GRAND RAPIDS, Mich. (WOOD) — Michigan reported 1,484 more confirmed cases of coronavirus and three more associated deaths over the last two days.
The Monday update from the state, which includes two days’ worth of data, brings the total number of confirmed cases in Michigan to 581,403 since it was first detected here in March 2020 and the total number of related deaths to 15,362.
Nationwide, 500,000 people have died after contracting the virus.
On Saturday, labs in Michigan tested 22,580 samples for the virus and 912 were positive, a rate of 3.87%. On Sunday, 22,292 samples were tested and 986, or 4.42%, were positive.
The number of positive tests is not the same as the number of new cases because people may be tested more than once. Additionally, testing numbers are from a single calendar date, while the number of new cases lists the increase since the last time the state compiled the data; these two time frames do not match up precisely.
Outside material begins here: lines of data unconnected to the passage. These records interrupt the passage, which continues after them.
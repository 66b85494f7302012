//! Position tracking for the worm gear axis.
//!
//! Provides the absolute step counter with conversions to travel distance.

use crate::config::position_to_steps;

/// Absolute step counter.
///
/// Updated after every single pulse so it always matches the physical
/// position, even when a move is interrupted.
#[derive(Debug, Clone, Copy, PartialEq)]
pub struct Position {
    /// Current position in steps (from origin)
    steps: i64,
    /// Travel distance of one step
    step_width: f64,
}

impl Position {
    /// Create a position tracker at a specific step count.
    #[inline]
    pub fn at(steps: i64, step_width: f64) -> Self {
        Self { steps, step_width }
    }

    /// Get current position in steps.
    #[inline]
    pub fn steps(&self) -> i64 {
        self.steps
    }

    /// Get current position in travel distance.
    #[inline]
    pub fn distance(&self) -> f64 {
        self.steps as f64 * self.step_width
    }

    /// Get the travel distance of one step.
    #[inline]
    pub fn step_width(&self) -> f64 {
        self.step_width
    }

    /// Convert a travel distance to the nearest step count.
    #[inline]
    pub fn steps_for(&self, distance: f64) -> i64 {
        position_to_steps(distance, self.step_width)
    }

    /// Move by a number of steps.
    #[inline]
    pub fn move_steps(&mut self, delta: i64) {
        self.steps += delta;
    }

    /// Calculate steps needed to reach a target step count.
    #[inline]
    pub fn steps_to(&self, target: i64) -> i64 {
        target - self.steps
    }
}
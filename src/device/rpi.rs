//! Raspberry Pi hardware built on `rppal`.

use std::time::Duration;

use rppal::gpio::{Gpio, InputPin, OutputPin, Trigger};
use rppal::hal::Delay;
use rppal::pwm::{Channel, Polarity, Pwm};

use crate::config::{DriverPins, Edge, ElevatorConfig, LandingZoneConfig};
use crate::error::{message, DeviceError, Result};
use crate::motor::StepperDriver;

use super::{Actuator, EdgeSensor};

fn gpio_error(e: rppal::gpio::Error) -> DeviceError {
    DeviceError::Gpio(message(&e.to_string()))
}

/// Open the GPIO controller.
pub fn open_gpio() -> Result<Gpio> {
    Ok(Gpio::new().map_err(gpio_error)?)
}

/// Acquire the four driver lines and build a stepper driver on them.
///
/// The lines start at the driver's power-on levels: enable high
/// (disabled), sleep high (awake), step and direction low.
pub fn open_driver(gpio: &Gpio, pins: &DriverPins) -> Result<StepperDriver<OutputPin, Delay>> {
    let output = |pin: u8, high: bool| -> Result<OutputPin> {
        let pin = gpio.get(pin).map_err(gpio_error)?;
        Ok(if high {
            pin.into_output_high()
        } else {
            pin.into_output_low()
        })
    };

    StepperDriver::new(
        output(pins.enable, true)?,
        output(pins.sleep, true)?,
        output(pins.step, false)?,
        output(pins.direction, false)?,
        Delay::new(),
    )
}

/// Elevator on a hardware PWM channel.
pub struct RpiActuator {
    pwm: Pwm,
}

impl RpiActuator {
    /// Configure a PWM channel, initially disabled.
    pub fn new(config: &ElevatorConfig) -> Result<Self> {
        let channel = match config.channel {
            0 => Channel::Pwm0,
            1 => Channel::Pwm1,
            2 => Channel::Pwm2,
            3 => Channel::Pwm3,
            other => {
                return Err(DeviceError::Gpio(message(&format!("no PWM channel {}", other))).into())
            }
        };

        let pwm = Pwm::with_frequency(
            channel,
            config.frequency,
            config.duty_cycle / 100.0,
            Polarity::Normal,
            false,
        )
        .map_err(|e| DeviceError::Actuator(message(&e.to_string())))?;

        Ok(Self { pwm })
    }
}

impl Actuator for RpiActuator {
    fn enable(&mut self) -> Result<()> {
        self.pwm
            .enable()
            .map_err(|e| DeviceError::Actuator(message(&e.to_string())).into())
    }

    fn disable(&mut self) -> Result<()> {
        self.pwm
            .disable()
            .map_err(|e| DeviceError::Actuator(message(&e.to_string())).into())
    }
}

/// Landing zone on an interrupt-capable input pin.
pub struct RpiEdgeSensor {
    pin: InputPin,
}

impl RpiEdgeSensor {
    /// Acquire the input pin and arm edge detection.
    pub fn new(gpio: &Gpio, config: &LandingZoneConfig) -> Result<Self> {
        let mut pin = gpio.get(config.pin).map_err(gpio_error)?.into_input();
        let trigger = match config.edge {
            Edge::Rising => Trigger::RisingEdge,
            Edge::Falling => Trigger::FallingEdge,
            Edge::Both => Trigger::Both,
        };
        pin.set_interrupt(trigger, None).map_err(gpio_error)?;

        Ok(Self { pin })
    }
}

impl EdgeSensor for RpiEdgeSensor {
    fn wait_for_edge(&mut self, timeout: Duration) -> Result<bool> {
        let event = self
            .pin
            .poll_interrupt(true, Some(timeout))
            .map_err(|e| DeviceError::Sensor(message(&e.to_string())))?;
        Ok(event.is_some())
    }

    fn release(mut self) -> Result<()> {
        self.pin
            .clear_interrupt()
            .map_err(|e| DeviceError::Sensor(message(&e.to_string())).into())
    }
}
Twenty schools have been added to the states’ list of outbreaks in educational settings, bringing the total to 132. The largest of the outbreaks are at colleges and universities, with associated cases often numbering in the hundreds or even thousands at the biggest schools.
NorthPointe Christian High School in Grand Rapids now has an outbreak affected 15 students and staff members. An outbreak at Forest Hills Central High School remains at 24 students and staff members. The biggest outbreak at a K-12 school right now is at Lapeer High School, which has recorded 48 cases.
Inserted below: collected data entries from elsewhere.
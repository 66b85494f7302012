//! Unit and polarity types.
//!
//! Keeps logic levels and angle units explicit so a boolean or a bare float
//! never has to carry meaning on its own.

use core::ops::Not;

use serde::Deserialize;

/// Logic level of a digital line.
///
/// | Variant | Line state | Stepper driver meaning                         |
/// |---------|------------|------------------------------------------------|
/// | `Low`   | 0 V        | enable: enabled, sleep: sleeping               |
/// | `High`  | VCC        | enable: disabled, sleep: awake                 |
///
/// On the direction line the meaning of each level depends on the wiring,
/// which is why the motor is configured with the level that moves it forward.
#[derive(Debug, Clone, Copy, PartialEq, Eq, Default, Deserialize)]
#[cfg_attr(feature = "defmt", derive(defmt::Format))]
#[serde(rename_all = "snake_case")]
pub enum Level {
    /// Logic low.
    #[default]
    Low,
    /// Logic high.
    High,
}

impl Level {
    /// Get the other level.
    #[inline]
    pub fn opposite(self) -> Self {
        match self {
            Level::Low => Level::High,
            Level::High => Level::Low,
        }
    }

    /// Whether this is the high level.
    #[inline]
    pub fn is_high(self) -> bool {
        self == Level::High
    }
}

impl Not for Level {
    type Output = Self;

    fn not(self) -> Self::Output {
        self.opposite()
    }
}

impl From<bool> for Level {
    fn from(high: bool) -> Self {
        if high {
            Level::High
        } else {
            Level::Low
        }
    }
}

/// Angle in degrees.
///
/// Used for configuration only. Everything at runtime works in radians.
#[derive(Debug, Clone, Copy, PartialEq, PartialOrd, Default, Deserialize)]
#[serde(transparent)]
pub struct Degrees(pub f64);

impl Degrees {
    /// Create a new Degrees value.
    #[inline]
    pub const fn new(value: f64) -> Self {
        Self(value)
    }

    /// Get the raw value.
    #[inline]
    pub const fn value(self) -> f64 {
        self.0
    }

    /// Convert to radians.
    #[inline]
    pub fn to_radians(self) -> f64 {
        self.0.to_radians()
    }

    /// Create from radians.
    #[inline]
    pub fn from_radians(radians: f64) -> Self {
        Self(radians.to_degrees())
    }
}

#[cfg(test)]
mod tests {
    use super::*;

    #[test]
    fn test_level_opposite() {
        assert_eq!(Level::Low.opposite(), Level::High);
        assert_eq!(!Level::High, Level::Low);
        assert_eq!(Level::from(true), Level::High);
    }

    #[test]
    fn test_degrees_conversion() {
        let d = Degrees(180.0);
        assert!((d.to_radians() - core::f64::consts::PI).abs() < 1e-12);
        assert!((Degrees::from_radians(core::f64::consts::FRAC_PI_2).value() - 90.0).abs() < 1e-9);
    }
}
Kent County recorded 101 more confirmed cases for a total of 48,335 since the start of the pandemic. The number of deaths remained unchanged at 644.
Barry and Berrien counties each reported one more death for totals of 41 and 218, respectively. Barry County has had 3,378 total confirmed cases and Berrien County 10,541 cases.
Wayne County, where Detroit is, confirmed 270 more cases over the two days for a total of 93,557. The number of deaths remained unchanged at 3,900. Oakland County has had 63,818 confirmed cases (137 more than were recorded Saturday) and 1,867 deaths (no change). Macomb County has had 54,571 cases (135 more) and 1,847 deaths (no change).
Michigan’s virus metrics continue keep looking better, with the case rate on a fairly steady decline since early January and the seven-day average of the test positivity rate inching closer to the 3% threshold that public health officials look for to show community spread is controlled.
Hospitalizations have also been declining, now better than they have been since mid-October. The daily death rate, a lagging metric, is better than it has been since late October.
Of concern now is the B.1.1.7 variant, a more transmissible strain that was first identified in the United Kingdom and is now being detected around Michigan. On Monday, Muskegon public health officials announced they had identified their first case of the variant. They said the person had been isolated and their close contacts quarantined. There have been a total of 311 cases of the B.1.1.7 variant statewide, officials said.
Vaccines will be key in tamping down that and other variants, but the vaccine rollout saw a hiccup last week as shipments were delayed by poor weather in the South. That caused a decline in the average number of doses administered each day. The good news is that the Kent County Health Department this week got its largest shipment yet, with 10,000 doses coming in.
Kalamazoo/Battle Creek International Airport announced Monday it will start offering on-site COVID-19 testing through partner OptiMed. You can either get a free PCR test, which takes a day or two to come back, or pay $100 for a rapid antigen test that turns around in 15 minutes. You don’t need a referral. While you can make an appointment at COVID19AZO.com, walk-ins are also welcome.
Gerald R. Ford International Airport has been offering such testing with partner TACKL Health since December.